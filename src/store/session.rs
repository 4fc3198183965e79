//! Session store: the per-conversation embedded database.
//!
//! One `SessionStore` wraps one SQLite file under `databases/`. Bulk
//! import drives it through explicit `begin`/`commit` so a single
//! transaction can span many parser batches; everything else uses
//! per-call statements.

use std::path::{Path, PathBuf};

use anyhow::{Context, Result};
use rusqlite::{params, Connection, OpenFlags, OptionalExtension};

use crate::error::CoreError;
use crate::store::{apply_read_pragmas, apply_write_pragmas, schema};
use crate::types::{MemberInfo, ParsedMeta, Platform, RawMember, RawMessage, SessionKind};

pub struct SessionStore {
    conn: Connection,
    path: PathBuf,
}

/// The single meta row of a store.
#[derive(Debug, Clone)]
pub struct StoredMeta {
    pub name: String,
    pub platform: Platform,
    pub kind: SessionKind,
    pub imported_at: i64,
    pub group_id: Option<String>,
    pub group_avatar: Option<String>,
    pub owner_id: Option<i64>,
}

#[derive(Debug, Clone, serde::Serialize)]
#[serde(rename_all = "camelCase")]
pub struct NameHistoryEntry {
    pub id: i64,
    pub member_id: i64,
    pub name_type: String,
    pub name: String,
    pub start_ts: i64,
    pub end_ts: Option<i64>,
}

impl SessionStore {
    /// Create a fresh store at the latest schema version. Secondary
    /// indexes are deferred to [`SessionStore::create_indexes`].
    pub fn create(path: &Path) -> Result<Self> {
        let conn = Connection::open(path)
            .with_context(|| format!("failed to create store at {}", path.display()))?;
        apply_write_pragmas(&conn)?;
        conn.execute_batch(schema::BASE_DDL)
            .context("failed to initialize session schema")?;
        conn.pragma_update(None, "user_version", schema::SCHEMA_VERSION)?;
        Ok(SessionStore {
            conn,
            path: path.to_path_buf(),
        })
    }

    /// Open an existing store for writing.
    pub fn open(path: &Path) -> Result<Self> {
        if !path.exists() {
            return Err(CoreError::NotFound(path.display().to_string()).into());
        }
        let conn = Connection::open(path)
            .with_context(|| format!("failed to open store at {}", path.display()))?;
        apply_write_pragmas(&conn)?;
        Ok(SessionStore {
            conn,
            path: path.to_path_buf(),
        })
    }

    /// Open an existing store read-only (query layer, handle cache).
    pub fn open_read(path: &Path) -> Result<Self> {
        if !path.exists() {
            return Err(CoreError::NotFound(path.display().to_string()).into());
        }
        let conn = Connection::open_with_flags(
            path,
            OpenFlags::SQLITE_OPEN_READ_ONLY | OpenFlags::SQLITE_OPEN_NO_MUTEX,
        )
        .with_context(|| format!("failed to open store at {}", path.display()))?;
        apply_read_pragmas(&conn)?;
        Ok(SessionStore {
            conn,
            path: path.to_path_buf(),
        })
    }

    pub fn conn(&self) -> &Connection {
        &self.conn
    }

    pub fn path(&self) -> &Path {
        &self.path
    }

    // ─── Transaction control for bulk import ───

    pub fn begin(&self) -> Result<()> {
        self.conn.execute_batch("BEGIN IMMEDIATE")?;
        Ok(())
    }

    pub fn commit(&self) -> Result<()> {
        self.conn.execute_batch("COMMIT")?;
        Ok(())
    }

    pub fn rollback(&self) -> Result<()> {
        self.conn.execute_batch("ROLLBACK")?;
        Ok(())
    }

    pub fn in_transaction(&self) -> bool {
        !self.conn.is_autocommit()
    }

    /// Truncating WAL checkpoint.
    pub fn checkpoint_truncate(&self) -> Result<()> {
        self.conn
            .query_row("PRAGMA wal_checkpoint(TRUNCATE)", [], |_| Ok(()))?;
        Ok(())
    }

    pub fn create_indexes(&self) -> Result<()> {
        self.conn.execute_batch(schema::INDEX_DDL)?;
        Ok(())
    }

    // ─── Meta ───

    pub fn insert_meta(&self, meta: &ParsedMeta, imported_at: i64) -> Result<()> {
        self.conn.execute(
            "INSERT INTO meta (name, platform, type, imported_at, group_id, group_avatar)
             VALUES (?1, ?2, ?3, ?4, ?5, ?6)",
            params![
                meta.name,
                meta.platform.as_str(),
                meta.kind.as_str(),
                imported_at,
                meta.group_id,
                meta.group_avatar,
            ],
        )?;
        Ok(())
    }

    pub fn read_meta(&self) -> Result<StoredMeta> {
        let meta = self
            .conn
            .query_row(
                "SELECT name, platform, type, imported_at, group_id, group_avatar, owner_id
                 FROM meta LIMIT 1",
                [],
                |row| {
                    Ok(StoredMeta {
                        name: row.get(0)?,
                        platform: Platform::parse(&row.get::<_, String>(1)?),
                        kind: SessionKind::parse(&row.get::<_, String>(2)?),
                        imported_at: row.get(3)?,
                        group_id: row.get(4)?,
                        group_avatar: row.get(5)?,
                        owner_id: row.get(6)?,
                    })
                },
            )
            .optional()?;
        meta.ok_or_else(|| CoreError::NotFound("store has no meta row".into()).into())
    }

    pub fn rename(&self, name: &str) -> Result<()> {
        self.conn
            .execute("UPDATE meta SET name = ?1", params![name])?;
        Ok(())
    }

    pub fn set_owner(&self, owner_id: Option<i64>) -> Result<()> {
        self.conn
            .execute("UPDATE meta SET owner_id = ?1", params![owner_id])?;
        Ok(())
    }

    // ─── Members ───

    /// Insert or update a member by platform id; non-empty incoming
    /// attributes win over stored ones.
    pub fn upsert_member(&self, member: &RawMember) -> Result<i64> {
        let mut stmt = self.conn.prepare_cached(
            "INSERT INTO member (platform_id, account_name, group_nickname, avatar)
             VALUES (?1, ?2, ?3, ?4)
             ON CONFLICT(platform_id) DO UPDATE SET
                 account_name = CASE WHEN excluded.account_name != '' THEN excluded.account_name ELSE account_name END,
                 group_nickname = COALESCE(excluded.group_nickname, group_nickname),
                 avatar = COALESCE(excluded.avatar, avatar)",
        )?;
        stmt.execute(params![
            member.platform_id,
            member.account_name,
            member.group_nickname,
            member.avatar,
        ])?;
        self.member_id(&member.platform_id)?
            .ok_or_else(|| anyhow::anyhow!("member vanished after upsert"))
    }

    /// Insert an avatar-less member row if the platform id is new,
    /// returning the member id either way. Used for senders first seen
    /// through messages.
    pub fn ensure_member(
        &self,
        platform_id: &str,
        account_name: &str,
        group_nickname: Option<&str>,
    ) -> Result<i64> {
        let mut stmt = self.conn.prepare_cached(
            "INSERT OR IGNORE INTO member (platform_id, account_name, group_nickname)
             VALUES (?1, ?2, ?3)",
        )?;
        stmt.execute(params![platform_id, account_name, group_nickname])?;
        self.member_id(platform_id)?
            .ok_or_else(|| anyhow::anyhow!("member vanished after insert"))
    }

    pub fn member_id(&self, platform_id: &str) -> Result<Option<i64>> {
        let mut stmt = self
            .conn
            .prepare_cached("SELECT id FROM member WHERE platform_id = ?1")?;
        Ok(stmt
            .query_row(params![platform_id], |row| row.get(0))
            .optional()?)
    }

    pub fn list_members(&self) -> Result<Vec<MemberInfo>> {
        let mut stmt = self.conn.prepare(
            "SELECT m.id, m.platform_id, m.account_name, m.group_nickname, m.aliases, m.avatar,
                    (SELECT COUNT(*) FROM message WHERE sender_id = m.id) AS message_count
             FROM member m ORDER BY message_count DESC, m.id",
        )?;
        let rows = stmt.query_map([], |row| {
            let aliases_json: String = row.get(4)?;
            Ok(MemberInfo {
                id: row.get(0)?,
                platform_id: row.get(1)?,
                account_name: row.get(2)?,
                group_nickname: row.get(3)?,
                aliases: serde_json::from_str(&aliases_json).unwrap_or_default(),
                avatar: row.get(5)?,
                message_count: row.get::<_, i64>(6)? as u64,
            })
        })?;
        rows.collect::<Result<Vec<_>, _>>().map_err(Into::into)
    }

    pub fn update_aliases(&self, member_id: i64, aliases: &[String]) -> Result<()> {
        let updated = self.conn.execute(
            "UPDATE member SET aliases = ?1 WHERE id = ?2",
            params![serde_json::to_string(aliases)?, member_id],
        )?;
        if updated == 0 {
            return Err(CoreError::NotFound(format!("member {member_id}")).into());
        }
        Ok(())
    }

    /// Remove a member with their messages and name history.
    pub fn delete_member(&self, member_id: i64) -> Result<()> {
        self.begin()?;
        let result = (|| -> Result<()> {
            self.conn
                .execute("DELETE FROM message WHERE sender_id = ?1", params![member_id])?;
            self.conn.execute(
                "DELETE FROM member_name_history WHERE member_id = ?1",
                params![member_id],
            )?;
            let deleted = self
                .conn
                .execute("DELETE FROM member WHERE id = ?1", params![member_id])?;
            if deleted == 0 {
                return Err(CoreError::NotFound(format!("member {member_id}")).into());
            }
            // the index no longer matches the message set
            self.clear_session_index_locked()?;
            Ok(())
        })();
        match result {
            Ok(()) => self.commit(),
            Err(e) => {
                let _ = self.rollback();
                Err(e)
            }
        }
    }

    pub fn update_member_names(
        &self,
        member_id: i64,
        account_name: &str,
        group_nickname: Option<&str>,
    ) -> Result<()> {
        self.conn.execute(
            "UPDATE member SET
                 account_name = CASE WHEN ?1 != '' THEN ?1 ELSE account_name END,
                 group_nickname = COALESCE(?2, group_nickname)
             WHERE id = ?3",
            params![account_name, group_nickname, member_id],
        )?;
        Ok(())
    }

    // ─── Messages ───

    pub fn insert_message(&self, sender_id: i64, msg: &RawMessage) -> Result<()> {
        let mut stmt = self.conn.prepare_cached(
            "INSERT INTO message (sender_id, sender_account_name, sender_group_nickname, ts, type, content)
             VALUES (?1, ?2, ?3, ?4, ?5, ?6)",
        )?;
        stmt.execute(params![
            sender_id,
            msg.account_name,
            msg.group_nickname,
            msg.timestamp,
            msg.msg_type.as_wire(),
            msg.content,
        ])?;
        Ok(())
    }

    pub fn message_count(&self) -> Result<u64> {
        let count: i64 = self
            .conn
            .query_row("SELECT COUNT(*) FROM message", [], |row| row.get(0))?;
        Ok(count as u64)
    }

    pub fn member_count(&self) -> Result<u64> {
        let count: i64 = self
            .conn
            .query_row("SELECT COUNT(*) FROM member", [], |row| row.get(0))?;
        Ok(count as u64)
    }

    // ─── Name history ───

    pub fn insert_name_history(
        &self,
        member_id: i64,
        name_type: &str,
        name: &str,
        start_ts: i64,
        end_ts: Option<i64>,
    ) -> Result<()> {
        let mut stmt = self.conn.prepare_cached(
            "INSERT INTO member_name_history (member_id, name_type, name, start_ts, end_ts)
             VALUES (?1, ?2, ?3, ?4, ?5)",
        )?;
        stmt.execute(params![member_id, name_type, name, start_ts, end_ts])?;
        Ok(())
    }

    /// All history rows for a member, most recent first.
    pub fn name_history(&self, member_id: i64) -> Result<Vec<NameHistoryEntry>> {
        let mut stmt = self.conn.prepare(
            "SELECT id, member_id, name_type, name, start_ts, end_ts
             FROM member_name_history WHERE member_id = ?1
             ORDER BY start_ts DESC, id DESC",
        )?;
        let rows = stmt.query_map(params![member_id], |row| {
            Ok(NameHistoryEntry {
                id: row.get(0)?,
                member_id: row.get(1)?,
                name_type: row.get(2)?,
                name: row.get(3)?,
                start_ts: row.get(4)?,
                end_ts: row.get(5)?,
            })
        })?;
        rows.collect::<Result<Vec<_>, _>>().map_err(Into::into)
    }

    // ─── Session index ───

    pub fn clear_session_index(&self) -> Result<()> {
        self.begin()?;
        match self.clear_session_index_locked() {
            Ok(()) => self.commit(),
            Err(e) => {
                let _ = self.rollback();
                Err(e)
            }
        }
    }

    fn clear_session_index_locked(&self) -> Result<()> {
        self.conn.execute("DELETE FROM session_index", [])?;
        self.conn.execute("DELETE FROM session_index_meta", [])?;
        Ok(())
    }
}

-- -- --

# [Required work]
Search the data for the string "failed" and copy every line where it appears.

# [Finished exercise]
            .with_context(|| format!("failed to create store at {}", path.display()))?;
            .context("failed to initialize session schema")?;
            .with_context(|| format!("failed to open store at {}", path.display()))?;
        .with_context(|| format!("failed to open store at {}", path.display()))?;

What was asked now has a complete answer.